Seegene is now taking a test that genotypes SARS-CoV-2 through the US Food and Drug Administration for Emergency Use Authorization. Next will be a combined test for COVID, influenza A and B, and respiratory syncytial virus. This particular test can also detect two to three variants per virus, with multiple targets within each gene, to improve specificity and mitigate the effects of genetic drift.
Beyond the respiratory space, Seegene is considering a menu of multiplex assays for sexually transmitted infections, hospital-acquired infections, viral load, gastrointestinal illness, and pneumonia, as well as potentially sepsis and antibiotic resistance testing.
These will all run on Bio-Rad instruments, Creager said. "We are their assay developer for molecular diagnostics in infectious disease … and we are trying to add menu as quickly as possible," he said.
Bio-Rad will be responsible for the distribution of joint products, while marketing will remain a partnership. The firms happen to be located a few miles from each other in Northern California, Creager said, and have in-person meetings two to three times each week.
While the Seegene/Bio-Rad partnership focuses on infectious disease, Seegene is also looking into developing tests in other disease areas in the future.
"We are starting to put more chess pieces on our board," Creager said. "We have a vision to become a significant player in the US market. Seegene is relatively unknown [here], so we really need to increase our brand awareness."
One strategy for increasing awareness among laboratorians is to add key opinion leaders onto advisory boards or bring them on staff.
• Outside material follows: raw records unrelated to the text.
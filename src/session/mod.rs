//! Curve editing session.
//!
//! Holds the state an interactive editor mutates between frames, so the
//! numerical code never reaches for globals.

pub mod editor;

pub use editor::*;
In his new role at Seegene, Glen Hansen can add a customer perspective, which can help the firm's customer-driven US strategies, Creager said. Hansen will also be leading clinical and scientific studies for Seegene.
In an email, Hansen noted that partnerships between industry, commercial sectors, and healthcare have enabled many positive outcomes during the pandemic. In his view, the new role at Seegene now offers him an opportunity to support clinical testing labs throughout the country. Hansen has used Seegene tests in his 20 years of experience evaluating diagnostics technologies and has personally noted how the products benefit patients, physicians, and communities, he said.
The pandemic has also impacted the diagnostics space in profound ways, particularly in the attention it has brought to the fact that patient outcomes are dependent on diagnosis, Hansen said. "It's a wonderful time to be involved in diagnostics," he said.
Creager noted that he and Hansen know a lot of the key labs around the country. "I think we will be successful in getting people excited about what we have to offer," he said.